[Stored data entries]
______

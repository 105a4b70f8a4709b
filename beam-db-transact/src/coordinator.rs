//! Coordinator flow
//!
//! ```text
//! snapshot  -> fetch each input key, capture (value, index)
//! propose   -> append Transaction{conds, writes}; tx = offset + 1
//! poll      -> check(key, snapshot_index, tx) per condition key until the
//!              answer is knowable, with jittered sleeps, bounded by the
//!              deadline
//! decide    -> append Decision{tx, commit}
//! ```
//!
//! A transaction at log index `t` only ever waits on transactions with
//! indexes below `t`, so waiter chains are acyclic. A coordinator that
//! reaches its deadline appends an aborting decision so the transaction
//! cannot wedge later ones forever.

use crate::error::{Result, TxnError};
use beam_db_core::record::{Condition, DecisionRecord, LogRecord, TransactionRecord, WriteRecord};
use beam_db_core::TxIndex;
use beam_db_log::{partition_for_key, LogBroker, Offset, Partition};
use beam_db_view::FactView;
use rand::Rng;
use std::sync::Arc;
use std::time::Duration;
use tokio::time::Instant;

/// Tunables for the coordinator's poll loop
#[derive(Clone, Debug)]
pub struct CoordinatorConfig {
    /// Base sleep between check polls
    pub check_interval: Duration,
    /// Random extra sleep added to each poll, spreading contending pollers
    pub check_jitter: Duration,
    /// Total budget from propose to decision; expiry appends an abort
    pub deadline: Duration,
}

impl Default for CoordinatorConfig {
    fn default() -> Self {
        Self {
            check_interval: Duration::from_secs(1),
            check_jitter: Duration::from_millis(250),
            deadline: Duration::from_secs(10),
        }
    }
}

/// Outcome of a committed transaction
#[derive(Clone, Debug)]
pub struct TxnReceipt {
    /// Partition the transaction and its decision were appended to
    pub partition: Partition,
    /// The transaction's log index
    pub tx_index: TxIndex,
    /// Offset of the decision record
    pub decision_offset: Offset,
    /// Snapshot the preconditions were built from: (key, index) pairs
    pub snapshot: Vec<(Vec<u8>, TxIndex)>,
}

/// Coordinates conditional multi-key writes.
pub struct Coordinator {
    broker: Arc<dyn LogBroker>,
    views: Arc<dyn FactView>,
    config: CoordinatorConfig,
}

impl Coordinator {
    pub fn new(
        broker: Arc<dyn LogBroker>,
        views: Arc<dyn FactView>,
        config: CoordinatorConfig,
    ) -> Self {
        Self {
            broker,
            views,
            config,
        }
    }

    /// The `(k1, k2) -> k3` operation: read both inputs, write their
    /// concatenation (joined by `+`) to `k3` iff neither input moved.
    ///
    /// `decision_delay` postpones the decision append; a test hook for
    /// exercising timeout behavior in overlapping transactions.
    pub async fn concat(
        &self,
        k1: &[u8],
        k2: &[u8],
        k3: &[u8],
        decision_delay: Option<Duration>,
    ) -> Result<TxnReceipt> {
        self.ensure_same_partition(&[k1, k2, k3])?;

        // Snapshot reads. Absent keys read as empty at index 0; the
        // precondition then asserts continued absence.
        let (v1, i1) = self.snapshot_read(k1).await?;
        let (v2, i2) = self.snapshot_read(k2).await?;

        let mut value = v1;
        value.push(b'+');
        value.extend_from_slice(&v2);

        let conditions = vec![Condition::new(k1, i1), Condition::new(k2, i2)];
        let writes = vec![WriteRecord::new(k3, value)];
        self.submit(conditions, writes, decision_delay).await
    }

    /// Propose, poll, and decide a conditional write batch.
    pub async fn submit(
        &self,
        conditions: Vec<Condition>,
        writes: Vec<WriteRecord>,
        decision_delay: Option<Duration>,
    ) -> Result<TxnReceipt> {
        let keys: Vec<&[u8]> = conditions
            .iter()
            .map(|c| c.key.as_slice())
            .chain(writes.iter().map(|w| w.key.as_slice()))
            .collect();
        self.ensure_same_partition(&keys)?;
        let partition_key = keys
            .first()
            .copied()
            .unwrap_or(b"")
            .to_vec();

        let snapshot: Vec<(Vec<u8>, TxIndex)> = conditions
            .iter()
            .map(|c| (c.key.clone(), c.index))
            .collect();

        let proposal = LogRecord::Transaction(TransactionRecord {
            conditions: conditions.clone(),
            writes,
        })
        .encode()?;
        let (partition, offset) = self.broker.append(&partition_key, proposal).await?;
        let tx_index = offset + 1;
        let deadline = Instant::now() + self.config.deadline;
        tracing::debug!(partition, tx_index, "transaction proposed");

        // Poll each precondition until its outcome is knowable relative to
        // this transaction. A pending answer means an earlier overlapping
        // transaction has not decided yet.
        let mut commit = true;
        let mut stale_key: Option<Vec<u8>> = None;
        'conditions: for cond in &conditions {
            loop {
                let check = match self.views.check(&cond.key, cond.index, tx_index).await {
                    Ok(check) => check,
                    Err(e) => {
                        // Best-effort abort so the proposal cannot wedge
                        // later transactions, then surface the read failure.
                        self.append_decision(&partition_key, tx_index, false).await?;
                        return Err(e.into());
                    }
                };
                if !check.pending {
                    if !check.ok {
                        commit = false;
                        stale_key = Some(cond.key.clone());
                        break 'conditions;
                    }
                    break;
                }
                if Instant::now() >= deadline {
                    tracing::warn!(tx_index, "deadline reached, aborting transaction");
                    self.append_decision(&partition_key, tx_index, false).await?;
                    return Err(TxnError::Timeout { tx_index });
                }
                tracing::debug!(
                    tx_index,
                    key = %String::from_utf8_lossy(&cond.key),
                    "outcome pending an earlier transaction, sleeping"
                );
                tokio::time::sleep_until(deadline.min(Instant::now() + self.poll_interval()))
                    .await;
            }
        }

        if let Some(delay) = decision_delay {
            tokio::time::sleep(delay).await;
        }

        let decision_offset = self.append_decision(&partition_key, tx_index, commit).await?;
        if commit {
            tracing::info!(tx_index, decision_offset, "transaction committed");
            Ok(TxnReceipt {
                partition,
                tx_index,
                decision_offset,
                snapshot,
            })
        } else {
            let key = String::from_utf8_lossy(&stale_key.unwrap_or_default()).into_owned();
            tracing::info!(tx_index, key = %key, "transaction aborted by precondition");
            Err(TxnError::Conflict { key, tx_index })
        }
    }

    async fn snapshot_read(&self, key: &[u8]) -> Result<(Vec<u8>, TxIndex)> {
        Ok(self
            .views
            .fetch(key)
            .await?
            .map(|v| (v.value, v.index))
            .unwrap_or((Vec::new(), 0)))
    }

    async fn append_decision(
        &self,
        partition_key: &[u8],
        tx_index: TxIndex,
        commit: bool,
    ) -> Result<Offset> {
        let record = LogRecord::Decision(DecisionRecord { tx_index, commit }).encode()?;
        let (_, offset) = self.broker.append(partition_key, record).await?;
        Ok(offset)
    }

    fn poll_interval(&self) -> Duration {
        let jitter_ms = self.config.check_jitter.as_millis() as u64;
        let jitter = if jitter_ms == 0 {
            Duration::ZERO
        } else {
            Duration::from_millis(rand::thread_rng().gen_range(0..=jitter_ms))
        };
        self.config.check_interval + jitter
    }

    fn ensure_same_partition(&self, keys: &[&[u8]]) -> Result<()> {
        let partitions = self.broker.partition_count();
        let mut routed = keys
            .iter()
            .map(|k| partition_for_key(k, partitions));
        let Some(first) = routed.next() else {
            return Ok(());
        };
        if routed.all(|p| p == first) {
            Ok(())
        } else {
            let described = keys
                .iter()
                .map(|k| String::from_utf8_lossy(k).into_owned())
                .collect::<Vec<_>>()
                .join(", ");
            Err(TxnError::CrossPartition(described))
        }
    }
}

______

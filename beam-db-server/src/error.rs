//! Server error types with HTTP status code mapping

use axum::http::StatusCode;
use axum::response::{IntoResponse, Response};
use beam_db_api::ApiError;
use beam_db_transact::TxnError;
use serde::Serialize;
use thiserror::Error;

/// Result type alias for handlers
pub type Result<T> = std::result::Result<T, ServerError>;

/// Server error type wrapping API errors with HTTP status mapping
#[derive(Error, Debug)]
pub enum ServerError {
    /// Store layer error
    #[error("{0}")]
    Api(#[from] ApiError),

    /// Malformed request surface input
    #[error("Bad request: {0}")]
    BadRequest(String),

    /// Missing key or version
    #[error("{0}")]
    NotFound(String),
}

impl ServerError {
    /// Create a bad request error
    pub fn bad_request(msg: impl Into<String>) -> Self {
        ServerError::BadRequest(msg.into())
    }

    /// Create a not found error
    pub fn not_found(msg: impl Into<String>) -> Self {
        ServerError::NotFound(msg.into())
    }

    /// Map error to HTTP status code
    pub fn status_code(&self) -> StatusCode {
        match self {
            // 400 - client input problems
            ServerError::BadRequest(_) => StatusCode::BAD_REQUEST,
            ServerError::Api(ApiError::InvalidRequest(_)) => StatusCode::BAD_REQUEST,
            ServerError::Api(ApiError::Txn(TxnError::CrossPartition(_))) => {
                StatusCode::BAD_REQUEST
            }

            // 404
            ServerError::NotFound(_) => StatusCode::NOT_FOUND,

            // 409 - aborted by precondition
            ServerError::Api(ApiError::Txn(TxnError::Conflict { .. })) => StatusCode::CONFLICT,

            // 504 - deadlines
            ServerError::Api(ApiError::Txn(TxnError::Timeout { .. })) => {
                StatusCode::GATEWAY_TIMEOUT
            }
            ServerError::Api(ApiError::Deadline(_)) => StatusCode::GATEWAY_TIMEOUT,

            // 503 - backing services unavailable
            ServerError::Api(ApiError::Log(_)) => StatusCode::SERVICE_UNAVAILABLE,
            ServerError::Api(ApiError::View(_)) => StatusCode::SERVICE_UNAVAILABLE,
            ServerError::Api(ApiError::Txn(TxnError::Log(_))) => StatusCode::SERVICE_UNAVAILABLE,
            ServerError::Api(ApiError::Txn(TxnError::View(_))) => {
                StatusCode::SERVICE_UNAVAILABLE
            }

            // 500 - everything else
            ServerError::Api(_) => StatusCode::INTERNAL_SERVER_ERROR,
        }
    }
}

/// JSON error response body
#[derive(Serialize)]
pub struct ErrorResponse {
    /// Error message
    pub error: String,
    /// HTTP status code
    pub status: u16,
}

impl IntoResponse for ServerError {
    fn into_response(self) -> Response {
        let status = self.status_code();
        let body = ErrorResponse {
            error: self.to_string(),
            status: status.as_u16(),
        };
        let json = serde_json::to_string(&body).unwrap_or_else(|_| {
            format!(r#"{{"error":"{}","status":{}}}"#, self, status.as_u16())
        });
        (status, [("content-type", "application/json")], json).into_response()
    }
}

______

- [Exercise objective]
Looking at the data above, show all lines where the word "views" occurs.

- [Your solution]
    views: Arc<dyn FactView>,
        views: Arc<dyn FactView>,
            views,
                let check = match self.views.check(&cond.key, cond.index, tx_index).await {
            .views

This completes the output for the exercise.